- _Aim of the task_: Copy out all lines in the material below that contain the string "bool".
########
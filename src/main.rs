use std::ffi::OsString;
use std::io::Write;
use std::path::PathBuf;
use std::process::ExitCode;
use clap::Parser;
use tracing::debug;
use tracing_subscriber::EnvFilter;
use ncc::application::{AnnotateFilesUseCase, Config};
use ncc::domain::CommentError;
use ncc::infrastructure::{NebulaDecoder, UnifiedDiffRenderer, WalkdirFileSystem};

/// Long options that are also accepted with a single dash, e.g. `-format=name`.
const SINGLE_DASH_LONG: [&str; 5] = ["debug", "version", "large-file-limit", "comment", "format"];

const AFTER_HELP: &str = "\
If none of \"-d, -l, -w\" are specified, defaults to \"-d\".

If a directory is specified for FILE, it is searched recursively. Symlinks are skipped.

Format string is a comma separated list of formatters with optional modifiers (separated by colons)

    Formatters:

        name            --  name of the certificate
        version         --  version of the certificate
        curve           --  curve of the certificate
        groups          --  comma separated list of groups defined on the certificate
        notAfter        --  expiration timestamp in UTC of the certificate, formatted as YYYY-MM-DD
        fingerprint     --  fingerprint of the certificate
        networks        --  networks listed in certificate
        unsafeNetworks  --  unsafeNetworks listed in certificate
        json            --  the whole certificate as JSON

    Modifiers:

        !=<exclusion>  --  omits entry if it matches the exclusion string
                           EXAMPLES:  \"version:!=1\", \"curve:!=P256\"
        ?              --  omits entry if blank
                           EXAMPLES:  \"groups:?\"

Command line flags take precedence over their environment variables.";

#[derive(Parser, Debug)]
#[command(name = "nebula-cert-comment", version, about = "Annotate Nebula certificate blocks with a summary comment", after_help = AFTER_HELP)]
struct Cli {
    /// Display diffs
    #[arg(short = 'd')]
    diff: bool,

    /// Write result to files
    #[arg(short = 'w')]
    write: bool,

    /// List files whose comments need updating
    #[arg(short = 'l')]
    list: bool,

    /// Exit(1) if changes needed/made
    #[arg(short = 'e')]
    exit: bool,

    /// Log files we are skipping
    #[arg(long)]
    debug: bool,

    /// Don't process files larger than this in bytes, 0 disables the limit [default: 10000000]
    #[arg(long, value_name = "BYTES", env = "NEBULA_CERT_COMMENT_LARGE_FILE_LIMIT")]
    large_file_limit: Option<u64>,

    /// Prefix for comment lines [default: "# nebula:"]
    #[arg(long, value_name = "PREFIX", env = "NEBULA_CERT_COMMENT_PREFIX")]
    comment: Option<String>,

    /// The formatters to use for the comment
    #[arg(long, value_name = "FORMAT", env = "NEBULA_CERT_COMMENT_FORMAT")]
    format: Option<String>,

    #[arg(value_name = "FILE", default_value = ".")]
    paths: Vec<PathBuf>,
}

fn main() -> ExitCode {
    let cli = Cli::parse_from(normalize_args(std::env::args_os()));
    init_tracing(cli.debug);

    match run(&cli) {
        Ok(true) => ExitCode::from(1),
        Ok(false) => ExitCode::SUCCESS,
        Err(e) => {
            eprintln!("{}", e);
            ExitCode::from(e.class.exit_code() as u8)
        }
    }
}

/// Returns whether the process should exit with status 1.
fn run(cli: &Cli) -> Result<bool, CommentError> {
    let config = config(cli)?;
    debug!(format = %config.format, prefix = %config.comment_prefix, "configured");

    let use_case = AnnotateFilesUseCase::new(WalkdirFileSystem::new(), NebulaDecoder::new(), UnifiedDiffRenderer::new(), config);
    let stdout = std::io::stdout();
    let mut out = stdout.lock();
    let summary = use_case.execute(cli.paths.as_slice(), &mut out)?;
    out.flush()?;

    debug!(scanned = summary.files_scanned, skipped = summary.files_skipped, changed = summary.files_changed, "done");
    Ok(use_case.config().exit_on(&summary))
}

fn config(cli: &Cli) -> Result<Config, CommentError> {
    let mut config = Config::default()
        .with_modes(cli.diff, cli.write, cli.list)
        .with_exit_on_change(cli.exit);
    if let Some(limit) = cli.large_file_limit {
        config = config.with_large_file_limit(limit);
    }
    if let Some(prefix) = &cli.comment {
        config = config.with_comment_prefix(prefix.as_str())?;
    }
    if let Some(format) = &cli.format {
        config = config.with_format(format)?;
    }
    Ok(config)
}

fn init_tracing(debug: bool) {
    let rust_log = std::env::var(EnvFilter::DEFAULT_ENV).ok();
    let _ = tracing_subscriber::fmt()
        .with_env_filter(log_filter(debug, rust_log.as_deref()))
        .with_writer(std::io::stderr)
        .with_target(false)
        .without_time()
        .try_init();
}

/// A valid, non-empty `RUST_LOG` wins; otherwise `--debug` selects debug and the default is warn.
fn log_filter(debug: bool, rust_log: Option<&str>) -> EnvFilter {
    rust_log
        .filter(|v| !v.trim().is_empty())
        .and_then(|v| EnvFilter::try_new(v).ok())
        .unwrap_or_else(|| EnvFilter::new(if debug { "debug" } else { "warn" }))
}

/// Rewrites `-debug`, `-format=x` and friends to their `--` form. Everything after `--` is left alone.
fn normalize_args<I: IntoIterator<Item = OsString>>(args: I) -> Vec<OsString> {
    let mut positional = false;
    args.into_iter().enumerate().map(|(i, arg)| {
        if i == 0 || positional {
            return arg;
        }
        match arg.to_str() {
            Some("--") => {
                positional = true;
                arg
            }
            Some(s) if s.starts_with('-') && !s.starts_with("--") => {
                let name = s[1..].split('=').next().unwrap_or_default();
                if SINGLE_DASH_LONG.contains(&name) {
                    OsString::from(format!("-{}", s))
                } else {
                    arg
                }
            }
            _ => arg,
        }
    }).collect()
}
pub trait DiffRenderer {
    /// Empty when the two inputs are equal.
    fn render(&self, old_name: &str, old: &[u8], new_name: &str, new: &[u8]) -> String;
}
//! apiness server binary.
//!
//! Reads `config.toml` (or the path given with `--config`) and `APINESS_*`
//! environment variables, prepares the route configuration store, optionally
//! loads a data file, and serves the HTTP API.
//!
//! ```text
//! apiness data/items.csv --database demo --bootstrap replay
//! ```

use std::path::PathBuf;

use anyhow::Context as _;
use apiness_api::{AppState, BootstrapMode, ServerConfig, bootstrap, create_database, router};
use apiness_core::{
  ident::table_name_from_path,
  table::{ConflictPolicy, DataFormat},
};
use apiness_store_sqlite::SqliteConnector;
use apiness_tabular::Source;
use clap::Parser;
use tokio::net::TcpListener;
use tracing::level_filters::LevelFilter;
use tracing_subscriber::EnvFilter;

#[derive(Parser)]
#[command(author, version, about = "Serve CSV and XLSX files as queryable HTTP endpoints")]
struct Cli {
  /// CSV or XLSX file to load before serving.
  data_path: Option<PathBuf>,

  /// Format of DATA_PATH: CSV or XLSX.
  #[arg(default_value = "CSV")]
  data_format: DataFormat,

  /// Store to load DATA_PATH into; the in-memory store when omitted.
  #[arg(long)]
  database: Option<String>,

  /// What to do when the table already exists: replace, append or fail.
  #[arg(long, default_value = "replace")]
  if_exists: ConflictPolicy,

  /// Load DATA_PATH and exit without serving.
  #[arg(long)]
  no_server: bool,

  #[arg(long)]
  host: Option<String>,

  #[arg(long)]
  port: Option<u16>,

  /// Path to the TOML configuration file.
  #[arg(short, long, default_value = "config.toml")]
  config: PathBuf,

  /// Drop (fresh) or re-register (replay) stored routes at startup.
  #[arg(long, value_enum)]
  bootstrap: Option<BootstrapMode>,

  /// Directory holding store files.
  #[arg(long)]
  data_dir: Option<PathBuf>,

  /// Name of the store holding the route configuration.
  #[arg(long)]
  routes_config: Option<String>,
}

#[tokio::main]
async fn main() -> anyhow::Result<()> {
  tracing_subscriber::fmt()
    .with_env_filter(
      EnvFilter::builder()
        .with_default_directive(LevelFilter::INFO.into())
        .from_env_lossy(),
    )
    .init();

  let cli = Cli::parse();

  // File, then environment, then command line.
  let settings = config::Config::builder()
    .add_source(config::File::from(cli.config.clone()).required(false))
    .add_source(config::Environment::with_prefix("APINESS"))
    .set_override_option("host", cli.host.clone())?
    .set_override_option("port", cli.port.map(i64::from))?
    .set_override_option(
      "data_dir",
      cli.data_dir.as_ref().map(|p| p.to_string_lossy().into_owned()),
    )?
    .set_override_option("routes_config", cli.routes_config.clone())?
    .set_override_option("bootstrap", cli.bootstrap.map(BootstrapMode::as_str))?
    .build()
    .context("failed to read configuration")?;

  let server_cfg: ServerConfig = settings
    .try_deserialize()
    .context("failed to deserialise ServerConfig")?;

  let state = AppState::new(SqliteConnector, server_cfg.clone());

  let replayed = bootstrap(&state)
    .await
    .context("failed to bootstrap route configuration")?;
  tracing::info!(mode = server_cfg.bootstrap.as_str(), replayed, "bootstrapped routes");

  if let Some(path) = cli.data_path {
    let table_name = table_name_from_path(&path);
    let source = Source::Path { path: path.clone(), format: cli.data_format };
    let created = create_database(&state, cli.database.as_deref(), &table_name, source, cli.if_exists)
      .await
      .with_context(|| format!("failed to load {}", path.display()))?;
    tracing::info!(endpoint = %created.endpoint, params = created.params().len(), "loaded data file");
  }

  if cli.no_server {
    return Ok(());
  }

  let app = router(state);
  let address = format!("{}:{}", server_cfg.host, server_cfg.port);

  tracing::info!("Listening on http://{address}");
  let listener = TcpListener::bind(&address)
    .await
    .with_context(|| format!("failed to bind {address}"))?;

  axum::serve(listener, app).await.context("server error")?;

  Ok(())
}
//! Handler for `GET /download/{db}`.

use apiness_core::{
  ident::{StorePath, resolve_store},
  store::Connector,
};
use axum::{
  body::Body,
  extract::{Path, State},
  http::header,
  response::{IntoResponse, Response},
};
use chrono::Local;
use tokio_util::io::ReaderStream;

use crate::{AppState, error::ApiError};

/// Return a store's backing file as an attachment named
/// `<store>_<YYYY-mm-dd_HH_MM>.db`.
pub async fn handler<C: Connector>(
  State(state): State<AppState<C>>,
  Path(db): Path<String>,
) -> Result<Response, ApiError> {
  let location = resolve_store(Some(&db), &state.config.data_dir)?;
  let not_found = || ApiError::NotFound(format!("{} file not found!", location.file_name()));

  let StorePath::File(path) = &location.path else {
    return Err(not_found());
  };
  let file = match tokio::fs::File::open(path).await {
    Ok(file) => file,
    Err(e) if e.kind() == std::io::ErrorKind::NotFound => return Err(not_found()),
    Err(e) => return Err(e.into()),
  };
  let length = file.metadata().await?.len();

  let stamp = Local::now().format("%Y-%m-%d_%H_%M");
  let disposition = format!("attachment; filename=\"{}_{stamp}.db\"", location.name);
  Ok(
    (
      [
        (header::CONTENT_TYPE, "application/octet-stream".to_owned()),
        (header::CONTENT_LENGTH, length.to_string()),
        (header::CONTENT_DISPOSITION, disposition),
      ],
      Body::from_stream(ReaderStream::new(file)),
    )
      .into_response(),
  )
}
//! API error type and [`axum::response::IntoResponse`] implementation.

use axum::{
  Json,
  http::StatusCode,
  response::{IntoResponse, Response},
};
use serde_json::json;
use thiserror::Error;

/// An error returned by an API handler.
#[derive(Debug, Error)]
pub enum ApiError {
  #[error(transparent)]
  Core(#[from] apiness_core::Error),

  #[error("could not read data: {0}")]
  Tabular(#[from] apiness_tabular::Error),

  #[error("{0}")]
  NotFound(String),

  #[error("bad request: {0}")]
  BadRequest(String),

  #[error("method not allowed")]
  MethodNotAllowed,

  #[error("io error: {0}")]
  Io(#[from] std::io::Error),
}

impl ApiError {
  pub fn status(&self) -> StatusCode {
    match self {
      ApiError::Core(e) if e.is_client_error() => StatusCode::BAD_REQUEST,
      ApiError::Core(apiness_core::Error::NotFound(_)) | ApiError::NotFound(_) => {
        StatusCode::NOT_FOUND
      }
      ApiError::Tabular(_) | ApiError::BadRequest(_) => StatusCode::BAD_REQUEST,
      ApiError::MethodNotAllowed => StatusCode::METHOD_NOT_ALLOWED,
      ApiError::Core(_) | ApiError::Io(_) => StatusCode::INTERNAL_SERVER_ERROR,
    }
  }
}

impl IntoResponse for ApiError {
  fn into_response(self) -> Response {
    let status = self.status();
    if status.is_server_error() {
      tracing::error!(error = %self, "request failed");
    }
    (status, Json(json!({ "error": self.to_string() }))).into_response()
  }
}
########
- _Your solution_:
    diff: bool,
    write: bool,
    list: bool,
    exit: bool,
    debug: bool,
fn run(cli: &Cli) -> Result<bool, CommentError> {
fn init_tracing(debug: bool) {
fn log_filter(debug: bool, rust_log: Option<&str>) -> EnvFilter {
  no_server: bool,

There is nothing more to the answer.